My translation of the subsequent phrase came out “whether you went by yourself to the polls to vote, or voted by phone.”
“That can’t be right,” I thought. “Nowhere in this country can you vote by phone, I’m pretty sure.”
I double-checked my dictionary. I wasn’t quite sure whether tou piao dian should be translated “voting time” or “voting place,” but da dian hua tou de piao was clear: “make a phone cast ballot.”
I cheated and brought up the text of Obama’s speech from the Internet. What he had actually said: “Whether you pounded the pavement or picked up the phone ... .” He was talking about the volunteers who had worked on behalf of both candidates.
In the next sentence, the president continued to thank volunteers on both sides: “whether you carried an Obama sign or a Romney sign.” What had Xin Hua done with that?
Xin Hua translation: “whether you voted for me or for Romney.” The Chinese news agency had completely failed to translate the idea of volunteers working in a political campaign. This is the leading communication channel for Chinese people – they must have good translators. Why had they gone wrong?
It was not hard to figure out. Coincidentally, at almost the same time as our presidential elections, there was also a scheduled change in leadership in China. The process works a little differently there.
You may have read about how the new leader was chosen by consensus of the outgoing leadership, and then the six additional members of the Standing Committee were selected, again by consensus, to run the country for the next 10 years. The principal drama was whether this committee would be cut from nine members to seven (it was) and whether a woman would be named for the first time (nope).
After the selection by consensus, the seven new leaders were presented to the 18th Congress for election by acclamation.
No campaigning door to door. No phone banks of callers with lists of likely voters. No rallies. No parades. No town meetings.
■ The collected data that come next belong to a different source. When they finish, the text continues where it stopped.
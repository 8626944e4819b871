//! British and Canadian spellings, Americanized.

use crate::RuleEntry;
use crate::rules::phrases;

pub(crate) fn entries() -> Vec<RuleEntry> {
    phrases(BRITISH)
}

const BRITISH: &[(&str, &str)] = &[
    // -our
    ("armour", "armor"),
    ("armoured", "armored"),
    ("behaviour", "behavior"),
    ("behaviours", "behaviors"),
    ("colour", "color"),
    ("coloured", "colored"),
    ("colours", "colors"),
    ("favour", "favor"),
    ("favours", "favors"),
    ("favourite", "favorite"),
    ("favourites", "favorites"),
    ("flavour", "flavor"),
    ("flavours", "flavors"),
    ("harbour", "harbor"),
    ("honour", "honor"),
    ("humour", "humor"),
    ("labour", "labor"),
    ("neighbour", "neighbor"),
    ("neighbours", "neighbors"),
    ("odour", "odor"),
    ("rumour", "rumor"),
    ("savour", "savor"),
    ("vapour", "vapor"),
    // -re
    ("centre", "center"),
    ("centres", "centers"),
    ("fibre", "fiber"),
    ("litre", "liter"),
    ("litres", "liters"),
    ("metre", "meter"),
    ("metres", "meters"),
    ("theatre", "theater"),
    // -ise / -yse
    ("analyse", "analyze"),
    ("apologise", "apologize"),
    ("organise", "organize"),
    ("organised", "organized"),
    ("realise", "realize"),
    ("realised", "realized"),
    ("recognise", "recognize"),
    ("recognised", "recognized"),
    // -ll-
    ("cancelled", "canceled"),
    ("jewellery", "jewelry"),
    ("travelled", "traveled"),
    ("traveller", "traveler"),
    ("travelling", "traveling"),
    // -ce
    ("defence", "defense"),
    ("licence", "license"),
    ("offence", "offense"),
    // misc
    ("aeroplane", "airplane"),
    ("aluminium", "aluminum"),
    ("axe", "ax"),
    ("catalogue", "catalog"),
    ("cheque", "check"),
    ("dialogue", "dialog"),
    ("grey", "gray"),
    ("mould", "mold"),
    ("moustache", "mustache"),
    ("plough", "plow"),
    ("programme", "program"),
    ("pyjamas", "pajamas"),
    ("sceptical", "skeptical"),
    ("tyre", "tire"),
    ("tyres", "tires"),
];
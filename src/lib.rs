//! Deterministic, rule-driven text normalization and tagging for chatbot input.
//!
//! The crate is a three-stage pipeline:
//!
//! ```text
//! raw text ── clean ──┬── replace ──▶ canonical English text
//!                     └── tag ──────▶ ordered, deduplicated tag labels
//! ```
//!
//! Every stage is a pure function of its input plus a set of immutable,
//! pre-compiled rule tables (a [`Lexicon`]). The built-in lexicon is compiled
//! once per process and shared by every call.
//!
//! ```
//! assert_eq!(botlang::clean("this    is     spaced     out"), "this is spaced out");
//! assert_eq!(botlang::replace("hwo do you"), "how do you");
//! assert_eq!(botlang::tag_all("eww , shut up , I have to go"), ["disgust", "goodbye", "stop"]);
//! ```

use serde::{Deserialize, Serialize};

#[macro_use]
mod macros;
mod api;
mod config;
mod engine;
mod error;
mod rules;

pub use api::{
    Options, Pipeline, Processed, ProcessedVerbose, clean, process, process_verbose, replace, replace_british,
    replace_contractions, replace_emoji, replace_frivolous, replace_spellfix, replace_substitutes, replace_textspeak,
    replace_with, tag_all, tag_categories, tag_test,
};
pub use config::LexiconSource;
pub use engine::{Lexicon, PassMetrics, ReplacePasses, RunMetrics, TableKind, TagMetrics, TagReport};
pub use error::LexiconError;

// --- Rule data model ---------------------------------------------------------

/// A matchable unit inside a rule table.
///
/// All variants match ASCII-case-insensitively and are boundary-safe: an edge
/// of the match that is a word character must not touch another word
/// character in the text (see [`Lexicon`] for the exact rule).
#[derive(Debug, Clone, PartialEq, Eq, Serialize, Deserialize)]
#[serde(rename_all = "snake_case")]
pub enum RulePattern {
    /// Literal phrase. Inner whitespace is a single literal space.
    Phrase(String),

    /// A head token followed by one of `followers`. Only the head is rewritten
    /// by substitution tables; the follower is context.
    ///
    /// ```text
    /// heads: ["hwo"], followers: ["do", "does"]  =>  "hwo do you" -> "how do you"
    /// ```
    Sequence { heads: Vec<String>, followers: Vec<String> },

    /// Token-class pattern in `regex` syntax (compiled case-insensitively).
    Regex(String),
}

/// Where in the utterance a rule is allowed to match.
#[derive(Debug, Clone, Copy, Default, PartialEq, Eq, Hash, Serialize, Deserialize)]
#[serde(rename_all = "snake_case")]
pub enum Anchor {
    /// Any boundary-safe position.
    #[default]
    Anywhere,
    /// The match must open the utterance; only punctuation or spaces may precede it.
    Start,
    /// The match must cover the whole utterance (surrounding punctuation allowed).
    Whole,
}

/// One `(pattern, output)` pair of a rule table.
///
/// For substitution tables `output` is the literal replacement (it may be
/// several words, or empty to remove the match). For tag tables it is the
/// tag label.
#[derive(Debug, Clone, PartialEq, Eq, Serialize, Deserialize)]
pub struct RuleEntry {
    pub pattern: RulePattern,
    #[serde(default)]
    pub anchor: Anchor,
    pub output: String,
}

impl RuleEntry {
    pub fn phrase(text: impl Into<String>, output: impl Into<String>) -> Self {
        RuleEntry { pattern: RulePattern::Phrase(text.into()), anchor: Anchor::Anywhere, output: output.into() }
    }

    pub fn sequence<H, F>(heads: H, followers: F, output: impl Into<String>) -> Self
    where
        H: IntoIterator,
        H::Item: Into<String>,
        F: IntoIterator,
        F::Item: Into<String>,
    {
        RuleEntry {
            pattern: RulePattern::Sequence {
                heads: heads.into_iter().map(Into::into).collect(),
                followers: followers.into_iter().map(Into::into).collect(),
            },
            anchor: Anchor::Anywhere,
            output: output.into(),
        }
    }

    pub fn regex(pattern: impl Into<String>, output: impl Into<String>) -> Self {
        RuleEntry { pattern: RulePattern::Regex(pattern.into()), anchor: Anchor::Anywhere, output: output.into() }
    }

    /// Return the same entry restricted to `anchor`.
    pub fn anchored(mut self, anchor: Anchor) -> Self {
        self.anchor = anchor;
        self
    }
}

// --- Internal types ---------------------------------------------------------

/// Byte range into the text being matched.
#[derive(Debug, Clone, Copy, PartialEq, Eq, Hash)]
pub(crate) struct Range {
    /// Start byte index (inclusive).
    pub start: usize,
    /// End byte index (exclusive).
    pub end: usize,
}

impl Range {
    pub fn len(&self) -> usize {
        self.end - self.start
    }

    pub fn overlaps(&self, other: &Range) -> bool {
        self.start < other.end && other.start < self.end
    }
}

/// A boundary-safe hit of one table entry.
///
/// `span` is the part a substitution rewrites; `extent` is everything the
/// pattern consumed (they differ for [`RulePattern::Sequence`], where the
/// follower is context only).
#[derive(Debug, Clone, Copy, PartialEq, Eq)]
pub(crate) struct Match {
    pub entry: usize,
    pub span: Range,
    pub extent: Range,
}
No televised debates. No seesawing opinion polls.
So, how would you translate “pounding the pavement” for a candidate? How would you put “carrying a sign for me” into the right context? To do this properly, the translator would have had to provide footnotes about the American campaigning process that would have been as long as the speech itself.
And probably not politically correct and perhaps hazardous to one’s health.
Maybe the Chinese didn’t have the right words. Maybe it was just easier and safer not to look for them. And the gulf between the two cultures gets just a little bit deeper.